Understanding the Durable Power of Attorney
In essence, the Durable Power in Puerto Rico constitutes an agency agreement established through a public deed. An agency agreement involves one person committing to providing a service or performing specific tasks on behalf of another person. What sets the Durable Power apart from other agency agreements is that it remains valid even if the grantor becomes incapable of managing their own assets. This means that the authorized actions specified in the mandate still hold weight in the event of incapacity or legal declaration of incapacity.
The Execution Process and Requirements
To ensure the validity of a Durable Power in Puerto Rico, it must be executed through a public deed in the presence of a notary attorney. The deed should explicitly state the enduring nature of the power. Additionally, it is crucial for the grantor to be of sound mind and lucid during the execution. The grantor should also provide a clear description of any real estate properties, especially the residence, in the deed. Furthermore, the powers granted can be tailored to exclude specific assets or acts as desired by the grantor. The grantor retains the right to amend or revoke the Durable Power whenever necessary.
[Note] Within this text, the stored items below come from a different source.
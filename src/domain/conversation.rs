// Conversation domain model
use serde::{Deserialize, Serialize};

#[derive(Debug, Clone, Copy, PartialEq, Eq, Serialize, Deserialize)]
#[serde(rename_all = "lowercase")]
pub enum Role {
    User,
    Assistant,
}

impl Role {
    pub fn as_str(&self) -> &'static str {
        match self {
            Role::User => "user",
            Role::Assistant => "assistant",
        }
    }
}

/// A single chat turn. Anything the client sends that is not `user` is
/// treated as an assistant turn.
#[derive(Debug, Clone, PartialEq, Serialize, Deserialize)]
pub struct Message {
    #[serde(deserialize_with = "lenient_role")]
    pub role: Role,
    pub content: String,
}

impl Message {
    pub fn user(content: impl Into<String>) -> Self {
        Self {
            role: Role::User,
            content: content.into(),
        }
    }

    #[cfg(test)]
    pub fn assistant(content: impl Into<String>) -> Self {
        Self {
            role: Role::Assistant,
            content: content.into(),
        }
    }
}

fn lenient_role<'de, D>(deserializer: D) -> Result<Role, D::Error>
where
    D: serde::Deserializer<'de>,
{
    let raw = String::deserialize(deserializer)?;
    Ok(if raw == "user" { Role::User } else { Role::Assistant })
}

/// Content of the most recent user turn, if any.
pub fn latest_user_message(messages: &[Message]) -> Option<&str> {
    messages
        .iter()
        .rev()
        .find(|m| m.role == Role::User)
        .map(|m| m.content.as_str())
}

#[cfg(test)]
mod tests {
    use super::*;

    #[test]
    fn test_unknown_roles_become_assistant() {
        let messages: Vec<Message> = serde_json::from_str(
            r#"[{"role":"user","content":"hi"},{"role":"system","content":"x"},{"role":"assistant","content":"yo"}]"#,
        )
        .unwrap();

        assert_eq!(messages[0].role, Role::User);
        assert_eq!(messages[1].role, Role::Assistant);
        assert_eq!(messages[2].role, Role::Assistant);
    }

    #[test]
    fn test_latest_user_message() {
        let messages = vec![
            Message::user("first"),
            Message::assistant("reply"),
            Message::user("second"),
            Message::assistant("another reply"),
        ];
        assert_eq!(latest_user_message(&messages), Some("second"));
        assert_eq!(latest_user_message(&[Message::assistant("only")]), None);
    }
}
// Test doubles shared by the service tests
use crate::application::completion_service::{Completion, CompletionRequest, CompletionService};
use crate::application::dashboard_repository::ConfigRepository;
use crate::domain::dashboard::DashboardConfig;
use crate::infrastructure::sqlite_store::SqliteStore;
use async_trait::async_trait;
use std::collections::VecDeque;
use std::sync::Mutex;

/// Replays canned completions in order and records every request.
pub struct ScriptedCompletion {
    replies: Mutex<VecDeque<anyhow::Result<Completion>>>,
    requests: Mutex<Vec<CompletionRequest>>,
}

impl ScriptedCompletion {
    pub fn new(replies: Vec<anyhow::Result<Completion>>) -> Self {
        Self {
            replies: Mutex::new(replies.into()),
            requests: Mutex::new(Vec::new()),
        }
    }

    pub fn requests(&self) -> Vec<CompletionRequest> {
        self.requests.lock().unwrap().clone()
    }
}

#[async_trait]
impl CompletionService for ScriptedCompletion {
    async fn complete(&self, request: CompletionRequest) -> anyhow::Result<Completion> {
        self.requests.lock().unwrap().push(request);
        self.replies
            .lock()
            .unwrap()
            .pop_front()
            .unwrap_or_else(|| Err(anyhow::anyhow!("no scripted completion left")))
    }
}

#[derive(Default)]
pub struct MemoryConfigRepository {
    current: Mutex<Option<DashboardConfig>>,
}

impl MemoryConfigRepository {
    pub fn with(config: DashboardConfig) -> Self {
        Self {
            current: Mutex::new(Some(config)),
        }
    }

    pub fn current(&self) -> Option<DashboardConfig> {
        self.current.lock().unwrap().clone()
    }
}

#[async_trait]
impl ConfigRepository for MemoryConfigRepository {
    async fn load_current(&self) -> anyhow::Result<Option<DashboardConfig>> {
        Ok(self.current())
    }

    async fn save_current(&self, config: &DashboardConfig) -> anyhow::Result<()> {
        *self.current.lock().unwrap() = Some(config.clone());
        Ok(())
    }
}

/// In-memory store with a small bookings/calls/costs data set.
pub fn seeded_store() -> SqliteStore {
    let store = SqliteStore::open_in_memory().unwrap();
    store
        .execute_batch(
            r#"
            CREATE TABLE bookings (id TEXT PRIMARY KEY, title TEXT, date TEXT, time TEXT, status TEXT, customer TEXT);
            CREATE TABLE calls (id TEXT PRIMARY KEY, date TEXT, duration INTEGER, "from" TEXT, "to" TEXT, type TEXT);
            CREATE TABLE costs (id TEXT PRIMARY KEY, category TEXT, amount REAL, date TEXT, description TEXT);

            INSERT INTO bookings VALUES ('b1', 'Demo', '2024-01-05', '10:00', 'confirmed', 'Acme');
            INSERT INTO bookings VALUES ('b2', 'Review', '2024-02-10', '11:00', 'confirmed', 'Globex');
            INSERT INTO bookings VALUES ('b3', 'Kickoff', '2024-03-01', '09:00', 'cancelled', 'Initech');

            INSERT INTO calls VALUES ('c1', '2024-01-05', 120, 'alice', 'bob', 'inbound');
            INSERT INTO calls VALUES ('c2', '2024-01-06', 45, 'bob', 'carol', 'outbound');

            INSERT INTO costs VALUES ('k1', 'Software', 1200.0, '2024-01-15', 'Licenses');
            INSERT INTO costs VALUES ('k2', 'Travel', 350.5, '2024-02-02', 'Flights');
            "#,
        )
        .unwrap();
    store
}
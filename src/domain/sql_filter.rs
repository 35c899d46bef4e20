// Local filter rewriting - splice a predicate into previously generated SQL
//
// The scan is textual, not a parse: a WHERE that only exists inside a
// subquery or CTE can be mistaken for the outer one, and keywords inside
// comments or string literals are matched like any other text. Statements
// come from our own planner and filters from a trusted single-user UI, so
// the semicolon strip below is not an injection guard.
use regex::Regex;
use std::sync::LazyLock;

static WHERE_CLAUSE: LazyLock<Regex> =
    LazyLock::new(|| Regex::new(r"(?i)\sWHERE\s").expect("valid WHERE pattern"));

static TRAILING_CLAUSE: LazyLock<Regex> = LazyLock::new(|| {
    Regex::new(r"(?i)\s(?:GROUP\s+BY|ORDER\s+BY|LIMIT)\s").expect("valid clause pattern")
});

/// Trim whitespace and trailing semicolons from a statement.
pub fn clean_statement(sql: &str) -> &str {
    sql.trim().trim_end_matches(';').trim_end()
}

/// Remove every semicolon so the predicate cannot end the statement.
pub fn sanitize_filter(filter: &str) -> String {
    filter.replace(';', "")
}

/// Byte offset before which a predicate goes: the earliest GROUP BY,
/// ORDER BY or LIMIT, or the end of the statement.
pub fn injection_point(statement: &str) -> usize {
    TRAILING_CLAUSE
        .find(statement)
        .map(|m| m.start())
        .unwrap_or(statement.len())
}

/// Rewrite `sql` so it only returns rows matching `filter`.
///
/// An existing WHERE ahead of the injection point is extended with
/// `AND (filter)`; otherwise `WHERE (filter)` is inserted there.
pub fn apply_filter(sql: &str, filter: &str) -> String {
    let statement = clean_statement(sql);
    let predicate = sanitize_filter(filter);
    let injection = injection_point(statement);

    let has_outer_where = WHERE_CLAUSE
        .find(statement)
        .is_some_and(|m| m.start() < injection);
    let keyword = if has_outer_where { "AND" } else { "WHERE" };

    let (before, after) = statement.split_at(injection);
    format!("{} {} ({}){}", before, keyword, predicate, after)
}

#[cfg(test)]
mod tests {
    use super::*;

    #[test]
    fn test_group_by_without_where() {
        let sql = "SELECT status, COUNT(*) as c FROM bookings GROUP BY status";
        assert_eq!(
            apply_filter(sql, "status='confirmed'"),
            "SELECT status, COUNT(*) as c FROM bookings WHERE (status='confirmed') GROUP BY status"
        );
    }

    #[test]
    fn test_existing_where_at_end_gets_and() {
        let rewritten = apply_filter("SELECT * FROM costs WHERE amount > 100", "category = 'Software'");
        assert_eq!(rewritten, "SELECT * FROM costs WHERE amount > 100 AND (category = 'Software')");
        assert!(rewritten.ends_with("AND (category = 'Software')"));
    }

    #[test]
    fn test_no_where_no_trailing_clause_appends_where() {
        assert_eq!(
            apply_filter("SELECT COUNT(*) FROM calls;", "1=1"),
            "SELECT COUNT(*) FROM calls WHERE (1=1)"
        );
    }

    #[test]
    fn test_and_goes_before_group_by() {
        let rewritten = apply_filter(
            "SELECT category, SUM(amount) FROM costs WHERE amount > 0 GROUP BY category ORDER BY 2 DESC",
            "date >= date('now','-30 days')",
        );
        assert_eq!(
            rewritten,
            "SELECT category, SUM(amount) FROM costs WHERE amount > 0 AND (date >= date('now','-30 days')) GROUP BY category ORDER BY 2 DESC"
        );
        let and_at = rewritten.find("AND (").unwrap();
        let group_at = rewritten.find("GROUP BY").unwrap();
        assert!(and_at < group_at);
    }

    #[test]
    fn test_earliest_trailing_clause_wins() {
        assert_eq!(
            apply_filter("SELECT * FROM bookings ORDER BY date LIMIT 10", "status = 'confirmed'"),
            "SELECT * FROM bookings WHERE (status = 'confirmed') ORDER BY date LIMIT 10"
        );
        assert_eq!(
            apply_filter("SELECT * FROM bookings LIMIT 5", "1=1"),
            "SELECT * FROM bookings WHERE (1=1) LIMIT 5"
        );
    }

    #[test]
    fn test_keywords_match_case_insensitively() {
        assert_eq!(
            apply_filter("select type, count(*) from calls where duration > 60 group by type", "type = 'inbound'"),
            "select type, count(*) from calls where duration > 60 AND (type = 'inbound') group by type"
        );
    }

    #[test]
    fn test_multiline_statements_use_same_rewrite_points() {
        let sql = "SELECT status, COUNT(*) AS c\nFROM bookings\nWHERE date > '2024-01-01'\nGROUP BY status;";
        assert_eq!(
            apply_filter(sql, "status='confirmed'"),
            "SELECT status, COUNT(*) AS c\nFROM bookings\nWHERE date > '2024-01-01' AND (status='confirmed')\nGROUP BY status"
        );
    }

    #[test]
    fn test_where_after_injection_point_is_ignored() {
        let sql = "SELECT status FROM bookings GROUP BY status HAVING status IN (SELECT status FROM bookings WHERE customer = 'x')";
        assert_eq!(
            apply_filter(sql, "1=1"),
            "SELECT status FROM bookings WHERE (1=1) GROUP BY status HAVING status IN (SELECT status FROM bookings WHERE customer = 'x')"
        );
    }

    #[test]
    fn test_semicolons_are_stripped_from_filter() {
        assert_eq!(
            apply_filter("SELECT * FROM bookings", "1=1; DROP TABLE bookings"),
            "SELECT * FROM bookings WHERE (1=1 DROP TABLE bookings)"
        );
        assert_eq!(sanitize_filter(";;a;"), "a");
    }

    #[test]
    fn test_identifiers_containing_keywords_are_not_clauses() {
        let sql = "SELECT limit_value FROM quotas";
        assert_eq!(injection_point(sql), sql.len());
        assert_eq!(apply_filter(sql, "1=1"), "SELECT limit_value FROM quotas WHERE (1=1)");
    }

    #[test]
    fn test_clean_statement() {
        assert_eq!(clean_statement("  SELECT 1 ;  "), "SELECT 1");
        assert_eq!(clean_statement("SELECT 1;;"), "SELECT 1");
    }
}
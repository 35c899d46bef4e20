// SQLite data store implementation
use crate::application::data_store::DataStore;
use crate::domain::dashboard::Row;
use anyhow::{Context, Result};
use async_trait::async_trait;
use rusqlite::types::ValueRef;
use rusqlite::{Connection, Statement};
use serde_json::{Number, Value};
use std::path::Path;
use std::sync::{Arc, Mutex};

/// Owned handle to one SQLite connection. Statements run one at a time on
/// the blocking pool; each is an independent read, so there is no
/// transaction around them. Anything that would write is rejected before
/// it is stepped.
#[derive(Debug, Clone)]
pub struct SqliteStore {
    conn: Arc<Mutex<Connection>>,
}

impl SqliteStore {
    pub fn open(path: impl AsRef<Path>) -> Result<Self> {
        let path = path.as_ref();
        let conn = Connection::open(path)
            .with_context(|| format!("Failed to open database {}", path.display()))?;
        Ok(Self::from_connection(conn))
    }

    #[cfg(test)]
    pub fn open_in_memory() -> Result<Self> {
        let conn = Connection::open_in_memory().context("Failed to open in-memory database")?;
        Ok(Self::from_connection(conn))
    }

    fn from_connection(conn: Connection) -> Self {
        Self {
            conn: Arc::new(Mutex::new(conn)),
        }
    }

    /// Run one or more statements that return nothing, e.g. schema setup.
    #[cfg(test)]
    pub fn execute_batch(&self, sql: &str) -> Result<()> {
        let conn = self
            .conn
            .lock()
            .map_err(|_| anyhow::anyhow!("database mutex poisoned"))?;
        conn.execute_batch(sql)?;
        Ok(())
    }

    async fn with_statement<T, F>(&self, sql: &str, f: F) -> Result<T>
    where
        T: Send + 'static,
        F: FnOnce(&mut Statement<'_>) -> rusqlite::Result<T> + Send + 'static,
    {
        let conn = self.conn.clone();
        let sql = sql.to_string();
        tokio::task::spawn_blocking(move || -> Result<T> {
            let conn = conn
                .lock()
                .map_err(|_| anyhow::anyhow!("database mutex poisoned"))?;
            let mut stmt = conn.prepare(&sql)?;
            if !stmt.readonly() {
                anyhow::bail!("Refusing to run a statement that writes to the database: {}", sql);
            }
            Ok(f(&mut stmt)?)
        })
        .await
        .context("Database task panicked")?
    }
}

fn column_names(stmt: &Statement<'_>) -> Vec<String> {
    stmt.column_names().into_iter().map(String::from).collect()
}

fn read_row(row: &rusqlite::Row<'_>, columns: &[String]) -> rusqlite::Result<Row> {
    let mut out = Row::new();
    for (idx, name) in columns.iter().enumerate() {
        out.insert(name.clone(), cell_to_json(row.get_ref(idx)?));
    }
    Ok(out)
}

fn cell_to_json(cell: ValueRef<'_>) -> Value {
    match cell {
        ValueRef::Null => Value::Null,
        ValueRef::Integer(i) => Value::Number(Number::from(i)),
        ValueRef::Real(f) => Number::from_f64(f).map(Value::Number).unwrap_or(Value::Null),
        ValueRef::Text(bytes) => Value::String(String::from_utf8_lossy(bytes).into_owned()),
        ValueRef::Blob(_) => Value::String("[BLOB]".to_string()),
    }
}

#[async_trait]
impl DataStore for SqliteStore {
    async fn query_rows(&self, sql: &str) -> Result<Vec<Row>> {
        self.with_statement(sql, |stmt| {
            let columns = column_names(stmt);
            let mut rows = stmt.query([])?;
            let mut out = Vec::new();
            while let Some(row) = rows.next()? {
                out.push(read_row(row, &columns)?);
            }
            Ok(out)
        })
        .await
    }

    async fn query_first(&self, sql: &str) -> Result<Option<Row>> {
        self.with_statement(sql, |stmt| {
            let columns = column_names(stmt);
            let mut rows = stmt.query([])?;
            match rows.next()? {
                Some(row) => Ok(Some(read_row(row, &columns)?)),
                None => Ok(None),
            }
        })
        .await
    }
}

#[cfg(test)]
mod tests {
    use super::*;
    use serde_json::json;

    fn store() -> SqliteStore {
        let store = SqliteStore::open_in_memory().unwrap();
        store
            .execute_batch(
                "CREATE TABLE t (a INTEGER, b REAL, c TEXT, d BLOB, e TEXT);
                 INSERT INTO t VALUES (1, 2.5, 'x', x'00ff', NULL);
                 INSERT INTO t VALUES (2, 0.5, 'y', NULL, 'z');",
            )
            .unwrap();
        store
    }

    #[tokio::test]
    async fn test_query_rows_maps_every_storage_class() {
        let rows = store().query_rows("SELECT a, b, c, d, e FROM t ORDER BY a").await.unwrap();

        assert_eq!(rows.len(), 2);
        assert_eq!(
            Value::Object(rows[0].clone()),
            json!({"a": 1, "b": 2.5, "c": "x", "d": "[BLOB]", "e": null})
        );
    }

    #[tokio::test]
    async fn test_column_order_follows_select_list() {
        let rows = store().query_rows("SELECT e, c, a FROM t").await.unwrap();
        let keys: Vec<&str> = rows[0].keys().map(String::as_str).collect();
        assert_eq!(keys, vec!["e", "c", "a"]);
    }

    #[tokio::test]
    async fn test_query_first() {
        let store = store();
        let row = store.query_first("SELECT COUNT(*) AS n FROM t").await.unwrap().unwrap();
        assert_eq!(row["n"], json!(2));

        let none = store.query_first("SELECT a FROM t WHERE a > 10").await.unwrap();
        assert!(none.is_none());
    }

    #[tokio::test]
    async fn test_bad_sql_is_an_error() {
        let err = store().query_rows("SELECT missing FROM t").await.unwrap_err();
        assert!(format!("{:#}", err).contains("missing"));
    }

    #[tokio::test]
    async fn test_writing_statements_are_rejected() {
        let store = store();
        for sql in ["DELETE FROM t", "DROP TABLE t", "INSERT INTO t (a) VALUES (3)", "UPDATE t SET a = 0"] {
            let err = store.query_rows(sql).await.unwrap_err();
            assert!(format!("{:#}", err).contains("writes to the database"), "{}", sql);
        }
        assert!(store.query_first("DELETE FROM t").await.is_err());

        let row = store.query_first("SELECT COUNT(*) AS n, SUM(a) AS s FROM t").await.unwrap().unwrap();
        assert_eq!(row["n"], json!(2));
        assert_eq!(row["s"], json!(3));
    }

    #[tokio::test]
    async fn test_trailing_semicolon_is_accepted() {
        let rows = store().query_rows("SELECT a FROM t;").await.unwrap();
        assert_eq!(rows.len(), 2);
    }
}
The termination of the Durable Power can occur through revocation by the grantor, the agent’s resignation, or as a result of the grantor or agent’s death, bankruptcy, or insolvency.
The Case for Proactive Planning
The recent case of ASR v. Ex Parte Procurator of Family Relations, 2016 TSPR 239 (2016), highlighted the challenges that arise when a person becomes incapacitated without having a Durable Power of Attorney in place. In this particular case, a mother had to initiate legal proceedings to declare her daughter incapacitated and appoint a guardian. Unfortunately, the court’s decision took one year and seven months to materialize. With a pre-existing Durable Power, the mother, as the designated agent, would have been able to manage or dispose of the incapacitated person’s assets without delay.
By executing a Durable Power of Attorney, individuals in Puerto Rico can proactively secure their assets and save themselves and their loved ones from potential legal complications. Don’t wait for uncertainties to arise; take control of your future by putting the necessary safeguards in place.